Yann Cressault: thermal plasmas and electrical arcs

Yann CressaultDr Yann Cressault is an expert in thermal plasma physics and electrical arcs, and works at the LAPLACE Laboratory in Toulouse, France.

Let’s find out a bit more about Dr Cressault, his research and what interests him outside of science.

What research projects are you and your group currently working on?

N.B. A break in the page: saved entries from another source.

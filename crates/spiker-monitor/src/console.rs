//! Stdout value sink and per-mode metric selection

use spiker_core::{AnalogSource, Clock, Mode, ValueSink};
use spiker_processing::FrontEnd;
use std::io::Write;

/// Writes `name: value` lines to any writer
pub struct ConsoleSink<W: Write> {
    out: W,
}

impl ConsoleSink<std::io::Stdout> {
    pub fn stdout() -> Self {
        ConsoleSink { out: std::io::stdout() }
    }
}

impl<W: Write> ConsoleSink<W> {
    pub fn new(out: W) -> Self {
        ConsoleSink { out }
    }

    pub fn into_inner(self) -> W {
        self.out
    }
}

impl<W: Write> ValueSink for ConsoleSink<W> {
    fn write_value(&mut self, name: &str, value: f64) {
        // A closed stdout is not worth stopping the sampler for
        let _ = writeln!(self.out, "{}: {}", name, value);
    }
}

/// The metric shown for each mode
pub fn derived_metric<S: AnalogSource, C: Clock>(front_end: &FrontEnd<S, C>, mode: Mode) -> f64 {
    match mode {
        Mode::Muscle => front_end.muscle_power_signal() as f64,
        Mode::Heart => front_end.heart_rate() as f64,
        Mode::Brain => front_end.brain_alpha_power(),
    }
}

The researches of the Arc Electrique et Procédés Plasmas Thermiques (AEPPT) team at the LAPLACE laboratory are focused on thermal plasmas and electrical arcs in interaction with their environments: materials, gases, humans. Our studies are motivated by the questions close to those of the scientific community and the social-economic world. Answering these questions requires a range of diverse skills on characterization of the phenomena, experimental studies, physical analyses, and development of numerical models or tools. My researches are focused on the properties of thermal plasmas: calculation of the radiative properties, thermodynamic properties and transport coefficients in order to better understand the behaviour of the arc/plasma in industrial applications such as plasma spraying, plasma cutting, plasma welding, or in several industrial systems such as lamps or circuit breakers (high and low voltages).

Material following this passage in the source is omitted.